Dos décadas ha tardado Peter Gabriel lanzar este nuevo LP: I/O. Si exceptuamos sus discos de versiones y algún single suelto, Peter Gabriel parece haberse conformado con vivir de rentas. Nadie puede negarle que tiene todo el derecho a sacar rédito a sus innegables logros de antaño. Tanto con Genesis como en sus excelentes 4 primeros discos en solitario, Peter Gabriel era sinónimo de inconformismo, inquietud musical y experimentación en todos los sentidos. Lamentablemente, Gabriel parece haberse acomodado en este milenio. No hay ganas de experimentar ni innovar en este I/O. Priman las ganas de agradar a su público.
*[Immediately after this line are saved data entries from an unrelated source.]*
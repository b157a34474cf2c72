//! Bisection search for the nearest difficulty.
//!
//! Used by the closest-difficulty selector: given a pool already sorted
//! ascending by difficulty, find the item nearest a target ability in
//! O(log n) instead of scanning the pool.

/// Index of the value in `sorted` nearest to `target`.
///
/// `sorted` must be non-empty and ascending. The search clamps at both ends
/// (`target` below the first value returns 0, above the last returns
/// `n − 1`) and resolves exact midpoints to the lower index.
pub fn closest_index(sorted: &[f64], target: f64) -> usize {
    debug_assert!(!sorted.is_empty(), "closest_index requires a non-empty slice");

    let n = sorted.len();
    if target <= sorted[0] {
        return 0;
    }
    if target >= sorted[n - 1] {
        return n - 1;
    }

    // First index with sorted[idx] >= target; 0 < idx < n by the clamps.
    let idx = sorted.partition_point(|&value| value < target);
    let below = target - sorted[idx - 1];
    let above = sorted[idx] - target;
    if above < below {
        idx
    } else {
        idx - 1
    }
}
Obviamente, la calidad está asegurada. No puedo decir que I/O contenga malas canciones, todo lo contrario, todas son más que correctas en un disco que suena perfecto en todos los sentidos, pero sin alma. Ahí están veteranos músicos de la talla de David Rhodes, Tony Levin y Manu Katché (todos en edad de jubilarse) o las labores de producción del siempre eficiente Brian Eno (75 años). I/O es un trabajo exquisito, reposado, pensado hasta la extenuación, repleto de texturas y capas aunque insuficiente para emocionar. Por no hablar de esa manía de publicar el LP en dos versiones distintas (Bright shide – Dark side) con mezclas diferentes pero que realmente difieren muy poco. ¿Una extravagancia de señor Gabriel o un claro signo de indecisión? Puede que Gabriel haya perdido la confianza en sí mismo o sepa que sus trabajos ya no están a la altura de antaño. Sea como sea, a mí este I/O me dejó algo frío en las primeras escuchas aunque va ganando con cada escucha. Contiene 12 canciones que no se apartan un ápice del canon establecido por Gabriel con So en 1986. Quizás hubiera venido bien mirar hacia otras latitudes o buscar otros colaboradores en busca de savia nueva.
Me gustan baladas como Playing for time, Four kinds of horses, And still, This is my home o Olive tree en las que Gabriel saca a relucir esa innegable capacidad para emocionar al oyente. El que tuvo retuvo. Sin embargo, otros temas como Panopticon, I/O o Road to joy palidecen ante los logros del pasado, quedando en canciones correctas que hubieran funcionado perfectamente en US (1992) o UP (2002). Por no hablar de canciones lastradas por una excesiva duración que llegan casi a caer en el tedio como Love can heal o Live and let live: todo suena a ya oído, a repetición de la fórmula Gabriel. Una fórmula que seguro agradará a los fieles seguidores del artista británico aunque no creo que sirva para atraer a nuevos oyentes.
I/O suena a Peter Gabriel por los cuatro costados y, lo que es peor, al Peter Gabriel de hace 30 años. Si I/O se hubiera publicado en 1993 nadie se hubiera extrañado, lo mismo ocurriría si lo hubieran vendido como canciones nunca editadas de principios de los 90.